Bayaguana Medical Clinic
On the way to lunch, Janice noticed a man coming out of a clinic holding a wet X-Ray up to the sun. He hung it on a telephone pole to dry. She got so excited about the potential photograph she wanted to make of him, and it just sucked the enthusiasm right out of me. I might have felt differently about the situation if I was alone, but she kept referring to it as a "photo opp", which bothered me because I felt it objectified the moments that are part of a person's life so that a photographer can take it. It optimizes what I am uncomfortable with in a lot of documentary photography.









Bani Hospital
May 15, 1999. I was mistakenly taken to the big hospital in Bani instead of the clinic in Bayaguana, and compared to the relative calm of the clinic, the Bani hospital felt like entering hell. With gates and bars on the doors, it looked and felt more like a prison than a hospital, and within the first 15 minutes I was overwhelmed. I went up to the maternity ward because I thought it would be easier to handle, but I walked into a room full of beds filled with mothers and their babies, and the smell of urine and feces was overwhelming. Women were laying there, half dressed and lifeless, sprawled on their beds. Some paid attention to their babies, some didn't.
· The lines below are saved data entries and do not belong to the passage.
use super::types::InputEvent;

/// Per-frame input deltas.
///
/// `InputState` provides the current state (pointer position).
/// `InputFrame` carries the raw events collected since the previous frame.
#[derive(Debug, Default)]
pub struct InputFrame {
    /// Raw events in arrival order.
    pub events: Vec<InputEvent>,
}

impl InputFrame {
    pub fn clear(&mut self) {
        self.events.clear();
    }

    pub fn push_event(&mut self, ev: InputEvent) {
        self.events.push(ev);
    }
}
I started to lose it. I wandered around and tried to find a place that I could connect with, but everything felt so assaulting. I saw women who looked like they had their life sucked right out of them, or were bleeding or in pain, and I asked myself, "How can I photograph them like this?". A camera does not belong in there. I know it is important for other people to see what I saw in the hopes that they are moved to action to help, but I can't take these pictures. They are people who in their most vulnerable moments deserve privacy and dignity. I felt that I had no business being there, imposing myself onto these people's lives.
Life & Death
I have spent a lot of time over the years thinking about, reading about and witnessing death in its various forms, and how death affects life and the living. But what I have seen in these hospitals is not death. But it is not life, either. It is that place of profound suffering in-between.
Giving Back
We had raised a bunch of money for this project, and as the work progressed, we realized we would have some funds leftover and we discussed what we should do with it. One suggestion was to help one of the women who had been helping us. She was a 24-year-old single mother whose house had been destroyed in Hurricane George, and despite her own personal struggles, she donates her time working in one of the hospitals where we had been photographing. She used to sell fruit out of the front of her house to make money, but she was forced to stop, and when we met her she was living in a house that she could be kicked out of at any moment. We offered to help rebuild her house with our remaining funds and volunteer labor.
School for the Deaf
We took a day off from the project and traveled to Puerto Plata, where the team split up to explore on our own. One of the other photographers and I stumbled upon a school for the deaf, a private school. The teacher allowed us to come in and photograph her classroom, and we had the privilege of witnessing some very enthusiastic students studying sign language. We also witnessed the same disparities of access caused by wealth inequality that we see in the US, even in this relatively poor country. While the boys in the classroom got the benefit of being able to attend this private school, giving them hope of not being so limited by their disability, another boy whose family could not afford the tuition sat on his bike in the doorway of classroom, trying to learn as much as he could from a distance.